The San Francisco-El Salvador Film and Video Festival makes its inaugural debut at the Mission Cultural Center for Latino Arts (MCCLA) Dec. 3 through Dec. 5. The festival includes 14 films from El Salvador, including documentaries, narrative shorts and animation shorts.

The Ana Gomez Cultural Collective first began discussions of a Salvadoran film festival in late 2008. By early Spring 2009, the six-member collective began focusing more on the logistics of launching the festival. Festival organizer Manuel Arias fondly looks back on the Collective’s efforts over the past years.

“We are pleased and enthused that our desires have come true to raise our little country to the highest points of the sky, to shout that as Salvadoran men and women we also have art, culture, dignity and, especially, great filmmakers. Today they raise their voices, their histories, their cameras, their analysis, and their questions in front of the stimuli that life exposes us to,” said Arias.

The film screenings will take place at the MCCLA, which has screened numerous Latin American films in the past. Jason Wallach, Events and Media Coordinator at MCCLA, views the SF-El Salvador Film and Video Festival as providing an alternative to the images that are circulated through U.S.-based corporate media. According to Wallach, U.S. audiences usually only hear about Salvadoran natural disasters and drug-related massacres.
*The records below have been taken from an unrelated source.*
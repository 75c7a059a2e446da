use regex::Regex;
use serde::{Deserialize, Serialize};
use std::fmt;
use std::fs::File;
use std::io::{BufRead, BufReader};
use std::path::PathBuf;

use crate::flower::{Size, Species};

use super::Stock;

/// ExternalFlower is the record format of a single flower line, e.g. `aL`:
/// one flower of species `a` in the large size class. Repeated lines for
/// the same (species, size) pair accumulate into the stock count.
#[derive(Serialize, Deserialize, Clone, Copy, Debug, PartialEq, Eq)]
pub struct ExternalFlower {
    pub species: Species,
    pub size: Size,
}

#[derive(Debug)]
pub enum FlowerParseError {
    Io(std::io::Error),
    MalformedFlower { line_no: usize, line: String },
}

impl fmt::Display for FlowerParseError {
    fn fmt(&self, f: &mut fmt::Formatter) -> fmt::Result {
        match self {
            FlowerParseError::Io(e) => write!(f, "failed to read flower records: {}", e),
            FlowerParseError::MalformedFlower { line_no, line } => write!(
                f,
                "malformed flower record on line {}: {:?} (expected e.g. \"aL\")",
                line_no, line
            ),
        }
    }
}

impl std::error::Error for FlowerParseError {}

impl From<std::io::Error> for FlowerParseError {
    fn from(e: std::io::Error) -> Self {
        FlowerParseError::Io(e)
    }
}

/// Parses flower records from a reader, one per line, until a blank line or
/// the end of input.
pub fn parse_flowers(reader: &mut impl BufRead) -> Result<Vec<ExternalFlower>, FlowerParseError> {
    let flower_re = Regex::new(r"^([a-z])([LS])$").expect("invalid flower regex");

    let mut flowers = Vec::new();
    for (line_no, line) in reader.lines().enumerate() {
        let line = line?;
        let trimmed = line.trim();
        if trimmed.is_empty() {
            break;
        }
        let captures =
            flower_re
                .captures(trimmed)
                .ok_or_else(|| FlowerParseError::MalformedFlower {
                    line_no: line_no + 1,
                    line: trimmed.to_string(),
                })?;
        let species = Species(captures[1].chars().next().expect("species capture is empty"));
        let size = Size::from_symbol(captures[2].chars().next().expect("size capture is empty"))
            .expect("size capture outside [LS]");
        flowers.push(ExternalFlower { species, size });
    }
    Ok(flowers)
}

pub(super) fn parse_flowers_file(filepath: PathBuf) -> Result<Vec<ExternalFlower>, FlowerParseError> {
    let file = File::open(filepath)?;
    let mut reader = BufReader::new(file);
    parse_flowers(&mut reader)
}

/// Aggregates the parsed flower records into inventory counts.
pub fn convert_flowers(flowers: Vec<ExternalFlower>) -> Stock {
    let mut stock = Stock::new();
    for flower in flowers {
        stock.add(flower.species, flower.size, 1);
    }
    stock
}

#[cfg(test)]
mod tests {
    use super::*;
    use std::io::Cursor;

    #[test]
    fn test_parse_flowers() {
        let mut input = Cursor::new("aL\nbS\naL\n");
        let flowers = parse_flowers(&mut input).unwrap();
        assert_eq!(flowers.len(), 3);
        assert_eq!(
            flowers[0],
            ExternalFlower {
                species: Species('a'),
                size: Size::Large
            }
        );
        assert_eq!(
            flowers[1],
            ExternalFlower {
                species: Species('b'),
                size: Size::Small
            }
        );
    }

    #[test]
    fn test_parse_flowers_stops_at_blank_line() {
        let mut input = Cursor::new("aL\n\nbS\n");
        let flowers = parse_flowers(&mut input).unwrap();
        assert_eq!(flowers.len(), 1);
    }

    #[test]
    fn test_parse_flowers_rejects_malformed_line() {
        let mut input = Cursor::new("aL\nAX\n");
        let err = parse_flowers(&mut input).unwrap_err();
        match err {
            FlowerParseError::MalformedFlower { line_no, line } => {
                assert_eq!(line_no, 2);
                assert_eq!(line, "AX");
            }
            other => panic!("unexpected error: {:?}", other),
        }
    }

    #[test]
    fn test_convert_flowers_accumulates_counts() {
        let mut input = Cursor::new("aL\naL\naS\n");
        let stock = convert_flowers(parse_flowers(&mut input).unwrap());
        assert_eq!(stock.available(Species('a'), Size::Large), 2);
        assert_eq!(stock.available(Species('a'), Size::Small), 1);
        assert_eq!(stock.total(), 3);
    }
}
//! Shared flower vocabulary: species identifiers and the two size classes.
//!
//! Every other module keys its data on ([Species], [Size]) pairs, so the
//! types here are small, `Copy`, and totally ordered to allow their use as
//! map keys with a deterministic iteration order.

use serde::{Deserialize, Serialize};
use std::fmt;

/// A flower species, identified by a single lowercase letter as it appears
/// in the textual records (e.g. the `a` in `aL` or `10a`).
#[derive(Copy, Clone, Debug, PartialEq, Eq, PartialOrd, Ord, Hash, Serialize, Deserialize)]
pub struct Species(pub char);

impl fmt::Display for Species {
    fn fmt(&self, f: &mut fmt::Formatter) -> fmt::Result {
        write!(f, "{}", self.0)
    }
}

/// The size class of a flower or a bouquet design. A design only ever
/// consumes flowers of its own size class.
#[derive(Copy, Clone, Debug, PartialEq, Eq, PartialOrd, Ord, Hash, Serialize, Deserialize)]
pub enum Size {
    Large,
    Small,
}

impl Size {
    /// The single-letter symbol used in the textual records.
    pub fn symbol(&self) -> char {
        match self {
            Size::Large => 'L',
            Size::Small => 'S',
        }
    }

    pub fn from_symbol(c: char) -> Option<Size> {
        match c {
            'L' => Some(Size::Large),
            'S' => Some(Size::Small),
            _ => None,
        }
    }
}

impl fmt::Display for Size {
    fn fmt(&self, f: &mut fmt::Formatter) -> fmt::Result {
        write!(f, "{}", self.symbol())
    }
}

#[cfg(test)]
mod tests {
    use super::*;

    #[test]
    fn test_size_symbol_roundtrip() {
        assert_eq!(Size::from_symbol('L'), Some(Size::Large));
        assert_eq!(Size::from_symbol('S'), Some(Size::Small));
        assert_eq!(Size::from_symbol('x'), None);
        assert_eq!(Size::Large.symbol(), 'L');
        assert_eq!(Size::Small.symbol(), 'S');
    }

    #[test]
    fn test_species_order_is_alphabetic() {
        assert!(Species('a') < Species('b'));
        assert!(Species('b') < Species('z'));
    }
}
“The festival films, many of which will show in the U.S. for the first time, are made by Salvadoran filmmakers who are not bound by the restrictions of corporate media,” said Wallach. “They are dedicated to telling the stories of their communities. These videos are examples of the everyday people, hidden places and real-life happenings in El Salvador that we never hear about.”

The MCCLA has demonstrated a commitment to showcasing the “real-life happenings in El Salvador” over the years. Jorge Dalton’s documentary Entre Los Muertos screened to a full house in 2008. The renowned filmmaker will have an indirect presence in this festival as well.

Dalton, the son of poet Roque Dalton, served as the curator of the SF-El Salvador Film and Video Festival. He researched and selected the films that are included in the Festival.

The opening night feature film, La Última Ofensiva, is a documentary about the 2009 Salvadoran presidential election. The film includes interviews with journalists, students, peasants, street peddlers, ARENA party members, FMLN activists and participants in the Peace Accord negotiations. The voices from this wide cross-section of Salvadoran society underscore the historical significance of the 2009 FMLN election victory. The film also places the election within the context of the land struggle that traces back to 1932.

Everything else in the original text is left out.